Michelin star pasta training

As a young chef, I used to make pasta every day while training with Chef Michael Caines at the 2 Michelin Star Gidleigh Park Hotel in Devon. It was the best pasta apprenticeship I could have imagined! We made basil, saffron, and truffle pasta dough for a variety of dishes like ravioli, tortellini, tagliatelle, and linguini. The process of making fresh pasta – starting with simple ingredients like flour, olive oil, salt, and egg – is incredibly therapeutic. For this vegan pasta dough, I use a small amount of chia seed flour mixed with water to emulate the texture of the egg in the dough, achieving the same smooth and elastic consistency.

homemade-egg-free-pasta-dough-rolled-out-drying-ready-to-cook

Ingredients you will need

  • 250 g Pasta flour (sieved)
  • 4 g Sea salt
  • 0.5 g Turmeric powder (a small pinch)
  • 5 g Chia seeds (ground to a fine flour)
  • 100 ml Filtered water
  • 20 ml Olive oil
pasta-machine-for-making-homemade-pasta

Equipment you will need

  • Weighing scales
  • Mixing bowls
  • Fork
  • Pasta machine (I use a Marcato Atlas 150)
  • Saucepan
  • Strainer
  • Chopsticks or pasta fork
fresh-vegan-pasta-dough-ready-to-roll

How to make vegan pasta dough

Step 1: Mix the dry ingredients

Combine the pasta flour, sea salt, and turmeric in a large bowl. Stir well to ensure the salt is evenly distributed.

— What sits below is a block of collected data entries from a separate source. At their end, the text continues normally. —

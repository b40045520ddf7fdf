use std::collections::VecDeque;
use std::mem;

use ferrodp_core::{decode, encode_buf, WriteBuf};
use ferrodp_pdu::x224::X224;
use ferrodp_pdu::{mcs, PduHint};

use crate::{ConnectorError, ConnectorErrorExt as _, ConnectorResult, Sequence, State, Written};

#[derive(Default, Debug)]
#[non_exhaustive]
pub enum ChannelConnectionState {
    #[default]
    Consumed,

    SendErectDomainRequest,
    SendAttachUserRequest,
    WaitAttachUserConfirm,
    SendChannelJoinRequest {
        user_channel_id: u16,
        remaining: VecDeque<u16>,
    },
    WaitChannelJoinConfirm {
        user_channel_id: u16,
        joining: u16,
        remaining: VecDeque<u16>,
    },
    AllJoined {
        user_channel_id: u16,
    },
}

impl State for ChannelConnectionState {
    fn name(&self) -> &'static str {
        match self {
            Self::Consumed => "Consumed",
            Self::SendErectDomainRequest => "SendErectDomainRequest",
            Self::SendAttachUserRequest => "SendAttachUserRequest",
            Self::WaitAttachUserConfirm => "WaitAttachUserConfirm",
            Self::SendChannelJoinRequest { .. } => "SendChannelJoinRequest",
            Self::WaitChannelJoinConfirm { .. } => "WaitChannelJoinConfirm",
            Self::AllJoined { .. } => "AllJoined",
        }
    }

    fn is_terminal(&self) -> bool {
        matches!(self, Self::AllJoined { .. })
    }

    fn as_any(&self) -> &dyn core::any::Any {
        self
    }
}

/// MCS Erect Domain, Attach User and the Channel Join loop.
///
/// Joins are strictly sequential: one Channel Join Request at a time, the
/// next only after the matching Confirm arrived. The join order is the user
/// channel, then the io channel, then each static channel in announcement
/// order.
#[derive(Debug)]
pub struct ChannelConnectionSequence {
    pub state: ChannelConnectionState,
    channel_ids: VecDeque<u16>,
}

impl ChannelConnectionSequence {
    pub fn new(io_channel_id: u16, static_channel_ids: Vec<u16>) -> Self {
        let mut channel_ids = VecDeque::with_capacity(static_channel_ids.len() + 1);
        channel_ids.push_back(io_channel_id);
        channel_ids.extend(static_channel_ids);

        Self {
            state: ChannelConnectionState::SendErectDomainRequest,
            channel_ids,
        }
    }
}

impl Sequence for ChannelConnectionSequence {
    fn next_pdu_hint(&self) -> Option<&dyn PduHint> {
        match self.state {
            ChannelConnectionState::Consumed => None,
            ChannelConnectionState::SendErectDomainRequest => None,
            ChannelConnectionState::SendAttachUserRequest => None,
            ChannelConnectionState::WaitAttachUserConfirm => Some(&ferrodp_pdu::X224_HINT),
            ChannelConnectionState::SendChannelJoinRequest { .. } => None,
            ChannelConnectionState::WaitChannelJoinConfirm { .. } => Some(&ferrodp_pdu::X224_HINT),
            ChannelConnectionState::AllJoined { .. } => None,
        }
    }

    fn state(&self) -> &dyn State {
        &self.state
    }

    fn step(&mut self, input: &[u8], output: &mut WriteBuf) -> ConnectorResult<Written> {
        let (written, next_state) = match mem::take(&mut self.state) {
            ChannelConnectionState::Consumed => {
                return Err(general_err!(
                    "channel connection sequence state is consumed (this is a bug)",
                ))
            }

            ChannelConnectionState::SendErectDomainRequest => {
                let erect_domain_request = mcs::ErectDomainPdu {
                    sub_height: 0,
                    sub_interval: 0,
                };

                debug!(message = ?erect_domain_request, "Send");

                let written = encode_buf(&X224(erect_domain_request), output).map_err(ConnectorError::encode)?;

                (
                    Written::from_size(written)?,
                    ChannelConnectionState::SendAttachUserRequest,
                )
            }

            ChannelConnectionState::SendAttachUserRequest => {
                let attach_user_request = mcs::AttachUserRequest;

                debug!(message = ?attach_user_request, "Send");

                let written = encode_buf(&X224(attach_user_request), output).map_err(ConnectorError::encode)?;

                (
                    Written::from_size(written)?,
                    ChannelConnectionState::WaitAttachUserConfirm,
                )
            }

            ChannelConnectionState::WaitAttachUserConfirm => {
                let attach_user_confirm = decode::<X224<mcs::AttachUserConfirm>>(input)
                    .map_err(ConnectorError::decode)?
                    .0;

                let user_channel_id = attach_user_confirm.initiator_id;

                debug!(message = ?attach_user_confirm, user_channel_id, "Received");

                if attach_user_confirm.result != 0 {
                    return Err(reason_err!(
                        "AttachUserConfirm",
                        "server rejected the attach user request (result {})",
                        attach_user_confirm.result,
                    ));
                }

                // The user channel is joined first.
                let mut remaining = mem::take(&mut self.channel_ids);
                remaining.push_front(user_channel_id);

                (
                    Written::Nothing,
                    ChannelConnectionState::SendChannelJoinRequest {
                        user_channel_id,
                        remaining,
                    },
                )
            }

            ChannelConnectionState::SendChannelJoinRequest {
                user_channel_id,
                mut remaining,
            } => {
                let channel_id = remaining
                    .pop_front()
                    .ok_or_else(|| general_err!("no channel left to join (this is a bug)"))?;

                let channel_join_request = mcs::ChannelJoinRequest {
                    initiator_id: user_channel_id,
                    channel_id,
                };

                debug!(message = ?channel_join_request, "Send");

                let written = encode_buf(&X224(channel_join_request), output).map_err(ConnectorError::encode)?;

                (
                    Written::from_size(written)?,
                    ChannelConnectionState::WaitChannelJoinConfirm {
                        user_channel_id,
                        joining: channel_id,
                        remaining,
                    },
                )
            }

            ChannelConnectionState::WaitChannelJoinConfirm {
                user_channel_id,
                joining,
                remaining,
            } => {
                let channel_join_confirm = decode::<X224<mcs::ChannelJoinConfirm>>(input)
                    .map_err(ConnectorError::decode)?
                    .0;

                debug!(message = ?channel_join_confirm, "Received");

                if channel_join_confirm.initiator_id != user_channel_id {
                    warn!(
                        channel_join_confirm.initiator_id,
                        user_channel_id, "Inconsistent initiator ID for MCS Channel Join Confirm",
                    );
                }

                if channel_join_confirm.requested_channel_id != joining {
                    return Err(reason_err!(
                        "ChannelJoinConfirm",
                        "unexpected channel id in MCS Channel Join Confirm: got {}, expected {}",
                        channel_join_confirm.requested_channel_id,
                        joining,
                    ));
                }

                if channel_join_confirm.channel_id != channel_join_confirm.requested_channel_id {
                    return Err(reason_err!(
                        "ChannelJoinConfirm",
                        "a channel was joined with a different channel id than requested: requested {}, got {}",
                        channel_join_confirm.requested_channel_id,
                        channel_join_confirm.channel_id,
                    ));
                }

                let next_state = if remaining.is_empty() {
                    ChannelConnectionState::AllJoined { user_channel_id }
                } else {
                    ChannelConnectionState::SendChannelJoinRequest {
                        user_channel_id,
                        remaining,
                    }
                };

                (Written::Nothing, next_state)
            }

            ChannelConnectionState::AllJoined { .. } => return Err(general_err!("all channels are already joined")),
        };

        self.state = next_state;

        Ok(written)
    }
}
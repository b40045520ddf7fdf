//! Drivers running the connector sequence over a blocking stream.

use std::io::{Read, Write};

use ferrodp_connector::{
    ClientConnector, ClientConnectorState, ConnectionResult, ConnectorError, ConnectorErrorExt as _, ConnectorResult,
    Sequence, State as _, Written,
};
use ferrodp_core::WriteBuf;
use tracing::debug;

use crate::framed::Framed;

/// Marker returned when the sequence pauses for a transport upgrade (TLS
/// handshake or NLA), which the host performs before calling
/// [`connect_finalize`].
#[derive(Debug)]
#[must_use]
pub struct ShouldUpgrade;

/// Runs the connection sequence until the transport upgrade point.
pub fn connect_begin<S>(framed: &mut Framed<S>, connector: &mut ClientConnector) -> ConnectorResult<ShouldUpgrade>
where
    S: Read + Write,
{
    let mut buf = WriteBuf::new();

    while !connector.should_perform_security_upgrade() {
        if connector.state.is_terminal() {
            break;
        }
        single_sequence_step(framed, connector, &mut buf)?;
    }

    Ok(ShouldUpgrade)
}

/// Runs the remainder of the connection sequence after the transport upgrade
/// (or directly after [`connect_begin`] when standard RDP security was
/// selected and no upgrade happened).
pub fn connect_finalize<S>(
    _upgraded: ShouldUpgrade,
    framed: &mut Framed<S>,
    connector: &mut ClientConnector,
) -> ConnectorResult<ConnectionResult>
where
    S: Read + Write,
{
    if connector.should_perform_security_upgrade() {
        connector.mark_security_upgrade_as_done();
    }

    let mut buf = WriteBuf::new();

    while !connector.state.is_terminal() {
        single_sequence_step(framed, connector, &mut buf)?;
    }

    match std::mem::take(&mut connector.state) {
        ClientConnectorState::Connected { result } => Ok(*result),
        _ => Err(ConnectorError::general("connector did not terminate in the connected state")),
    }
}

/// One step of any sequence: read a frame when the sequence expects one, run
/// the step, flush whatever it produced.
pub fn single_sequence_step<S>(
    framed: &mut Framed<S>,
    sequence: &mut dyn Sequence,
    buf: &mut WriteBuf,
) -> ConnectorResult<Written>
where
    S: Read + Write,
{
    buf.clear();

    let written = if let Some(next_pdu_hint) = sequence.next_pdu_hint() {
        debug!(
            connector.state = sequence.state().name(),
            hint = ?next_pdu_hint,
            "Waiting for a PDU"
        );

        let pdu = framed
            .read_by_hint(next_pdu_hint)
            .map_err(|e| ferrodp_connector::custom_err!("read frame by hint", e))?;

        sequence.step(&pdu, buf)?
    } else {
        sequence.step_no_input(buf)?
    };

    if let Some(response_len) = written.size() {
        debug_assert_eq!(buf.filled_len(), response_len);
        framed
            .write_all(buf.filled())
            .map_err(|e| ferrodp_connector::custom_err!("write response", e))?;
    }

    Ok(written)
}
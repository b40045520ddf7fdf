use ferrodp_core::{
    ensure_fixed_part_size, read_padding, unsupported_version_err, write_padding, DecodeResult, EncodeResult,
    ReadCursor, WriteCursor,
};

/// TPKT header
///
/// TPKTs are defined in:
///
/// - <https://www.rfc-editor.org/rfc/rfc1006> — RFC 1006 - ISO Transport Service on top of the TCP
/// - <http://www.itu.int/rec/T-REC-T.123/> — ITU-T T.123 (01/2007) - Network-specific data protocol
///   stacks for multimedia conferencing
///
/// A TPKT header is of fixed length 4: a version byte (always 3), a reserved
/// byte and the 16-bit big-endian length of the entire packet, header
/// included. The following X.224 TPDU is at least three bytes long, so the
/// minimum TPKT length is 7 and the maximum 65535.
#[derive(PartialEq, Eq, Debug)]
pub struct TpktHeader {
    /// Length of the entire packet in octets, including the header.
    pub packet_length: u16,
}

impl TpktHeader {
    pub const VERSION: u8 = 3;

    pub const SIZE: usize = 4;

    pub const NAME: &'static str = "TpktHeader";

    const FIXED_PART_SIZE: usize = Self::SIZE;

    pub fn read(src: &mut ReadCursor<'_>) -> DecodeResult<Self> {
        ensure_fixed_part_size!(in: src);

        let version = src.read_u8();

        if version != Self::VERSION {
            return Err(unsupported_version_err(Self::NAME, version));
        }

        read_padding!(src, 1);

        let packet_length = src.read_u16_be();

        Ok(Self { packet_length })
    }

    pub fn write(&self, dst: &mut WriteCursor<'_>) -> EncodeResult<()> {
        ensure_fixed_part_size!(in: dst);

        dst.write_u8(Self::VERSION);

        write_padding!(dst, 1);

        dst.write_u16_be(self.packet_length);

        Ok(())
    }

    pub fn packet_length(&self) -> usize {
        usize::from(self.packet_length)
    }
}
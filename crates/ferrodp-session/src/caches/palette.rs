use super::slots::SlotMap;

const PALETTE_CACHE_ENTRIES: usize = 6;

/// Cached 256-entry color tables for palette-indexed sessions.
#[derive(Debug)]
pub struct PaletteCache {
    entries: SlotMap<Box<[u32; 256]>>,
}

impl Default for PaletteCache {
    fn default() -> Self {
        Self::new()
    }
}

impl PaletteCache {
    pub fn new() -> Self {
        Self {
            entries: SlotMap::new(PALETTE_CACHE_ENTRIES),
        }
    }

    pub fn get(&self, index: u8) -> Option<&[u32; 256]> {
        self.entries.get(usize::from(index)).map(Box::as_ref)
    }

    pub fn put(&mut self, index: u8, colors: Box<[u32; 256]>) -> bool {
        let stored = self.entries.put(usize::from(index), colors);
        if !stored {
            warn!(index, "invalid palette cache index");
        }
        stored
    }
}
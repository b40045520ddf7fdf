//! The active stage of an RDP session: share-PDU dispatch, the
//! deactivation-reactivation loop, server redirection, input sending and the
//! client-side caches.

#[macro_use]
extern crate tracing;

pub mod caches;
pub mod gdi;

mod active_stage;
mod update;

use core::fmt;

pub use active_stage::{ActiveStage, ActiveStageOutput};
pub use update::UpdateHandler;

pub type SessionResult<T> = Result<T, SessionError>;

#[non_exhaustive]
#[derive(Debug)]
pub enum SessionErrorKind {
    Encode(ferrodp_core::EncodeError),
    Decode(ferrodp_core::DecodeError),
    /// A malformed MPPC stream or an unsupported bulk dialect.
    Bulk(ferrodp_bulk::BulkError),
    /// MAC mismatch or another standard-security failure.
    Security(ferrodp_pdu::crypto::CryptoError),
    Connector(ferrodp_connector::ConnectorError),
    Reason(String),
    General,
}

impl fmt::Display for SessionErrorKind {
    fn fmt(&self, f: &mut fmt::Formatter<'_>) -> fmt::Result {
        match &self {
            SessionErrorKind::Encode(_) => write!(f, "encode error"),
            SessionErrorKind::Decode(_) => write!(f, "decode error"),
            SessionErrorKind::Bulk(_) => write!(f, "bulk compression error"),
            SessionErrorKind::Security(_) => write!(f, "security failure"),
            SessionErrorKind::Connector(_) => write!(f, "connector error"),
            SessionErrorKind::Reason(description) => write!(f, "reason: {description}"),
            SessionErrorKind::General => write!(f, "general error"),
        }
    }
}

impl std::error::Error for SessionErrorKind {
    fn source(&self) -> Option<&(dyn std::error::Error + 'static)> {
        match &self {
            SessionErrorKind::Encode(e) => Some(e),
            SessionErrorKind::Decode(e) => Some(e),
            SessionErrorKind::Bulk(e) => Some(e),
            SessionErrorKind::Security(e) => Some(e),
            SessionErrorKind::Connector(e) => Some(e),
            _ => None,
        }
    }
}

pub type SessionError = ferrodp_error::Error<SessionErrorKind>;

pub trait SessionErrorExt {
    fn encode(error: ferrodp_core::EncodeError) -> Self;
    fn decode(error: ferrodp_core::DecodeError) -> Self;
    fn bulk(error: ferrodp_bulk::BulkError) -> Self;
    fn security(error: ferrodp_pdu::crypto::CryptoError) -> Self;
    fn connector(error: ferrodp_connector::ConnectorError) -> Self;
    fn general(context: &'static str) -> Self;
    fn reason(context: &'static str, reason: impl Into<String>) -> Self;
}

impl SessionErrorExt for SessionError {
    fn encode(error: ferrodp_core::EncodeError) -> Self {
        Self::new("encode error", SessionErrorKind::Encode(error))
    }

    fn decode(error: ferrodp_core::DecodeError) -> Self {
        Self::new("decode error", SessionErrorKind::Decode(error))
    }

    fn bulk(error: ferrodp_bulk::BulkError) -> Self {
        Self::new("bulk compression", SessionErrorKind::Bulk(error))
    }

    fn security(error: ferrodp_pdu::crypto::CryptoError) -> Self {
        Self::new("security failure", SessionErrorKind::Security(error))
    }

    fn connector(error: ferrodp_connector::ConnectorError) -> Self {
        Self::new("connector", SessionErrorKind::Connector(error))
    }

    fn general(context: &'static str) -> Self {
        Self::new(context, SessionErrorKind::General)
    }

    fn reason(context: &'static str, reason: impl Into<String>) -> Self {
        Self::new(context, SessionErrorKind::Reason(reason.into()))
    }
}

macro_rules! session_general_err {
    ( $context:expr $(,)? ) => {{
        <$crate::SessionError as $crate::SessionErrorExt>::general($context)
    }};
}

macro_rules! session_reason_err {
    ( $context:expr, $($arg:tt)* ) => {{
        <$crate::SessionError as $crate::SessionErrorExt>::reason($context, format!($($arg)*))
    }};
}

pub(crate) use {session_general_err, session_reason_err};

Step 2: Prepare the wet ingredients

Mix the ground chia seeds with the filtered water and olive oil. Let it sit for 5 minutes to activate and form a gel-like consistency.

Step 3: Combine wet and dry Ingredients

Make a well in the center of the flour mixture and pour in the chia mixture. Gradually mix the flour with the wet ingredients until dough forms. Adjust with water or flour as needed for the perfect consistency.

Step 4: Knead the dough

Transfer the dough to a floured surface and knead for 8-10 minutes until smooth and elastic.

Step 5: Rest the dough

Wrap the dough in plastic wrap or cover it with a damp cloth. Let it rest for 30 minutes to relax the gluten.

Step 6: Roll Out the Dough

Divide the dough into 4 smaller portions. Using a rolling pin or pasta machine, roll each portion into thin sheets. Dust with semolina to prevent sticking.

Step 7: Shape the pasta

Cut the dough into your desired shapes (fettuccine, tagliatelle, lasagna sheets, etc.).

Step 8: Cook the pasta

Boil salted water in a large saucepan. Cook the pasta for 2-3 minutes or until al dente. Toss with a small splash of olive oil to prevent pasta from sticking.

Step 9: Serve

Drain the pasta and toss it with your favorite sauce. Enjoy your fresh homemade vegan pasta!

fresh-vegan-pasta-drying

What to serve with

  • A classic marinara sauce
  • Creamy vegan Alfredo sauce
  • Fresh basil pesto
  • A spicy zhoug sauce
  • A drizzle of olive oil and a sprinkle of nutritional yeast

How to store vegan pasta dough

  • Refrigerate: Store the fresh pasta dough in an airtight container in the fridge for up to 2 days.
  • Freeze: Place prepared pasta nests on a floured baking sheet, freeze for 2 hours, then transfer to a freezer bag. Cook directly from frozen.
homemade-vegan-pasta-drying

Nutritional content

This vegan pasta dough is not only delicious but also nutritious. Here’s what it offers:

  • Chia seeds: A great source of omega-3 fatty acids, protein, and fiber.
  • Turmeric: Adds a beautiful golden hue and anti-inflammatory properties.
  • Olive oil: Provides healthy fats to keep the dough pliable.

Recipe variations

It's easy and fun to make different colored pasta doughs. Simply add 1 teaspoon of Spirulina to the flour for a green dough or add 1 teaspoon of activated charcoal for a black dough.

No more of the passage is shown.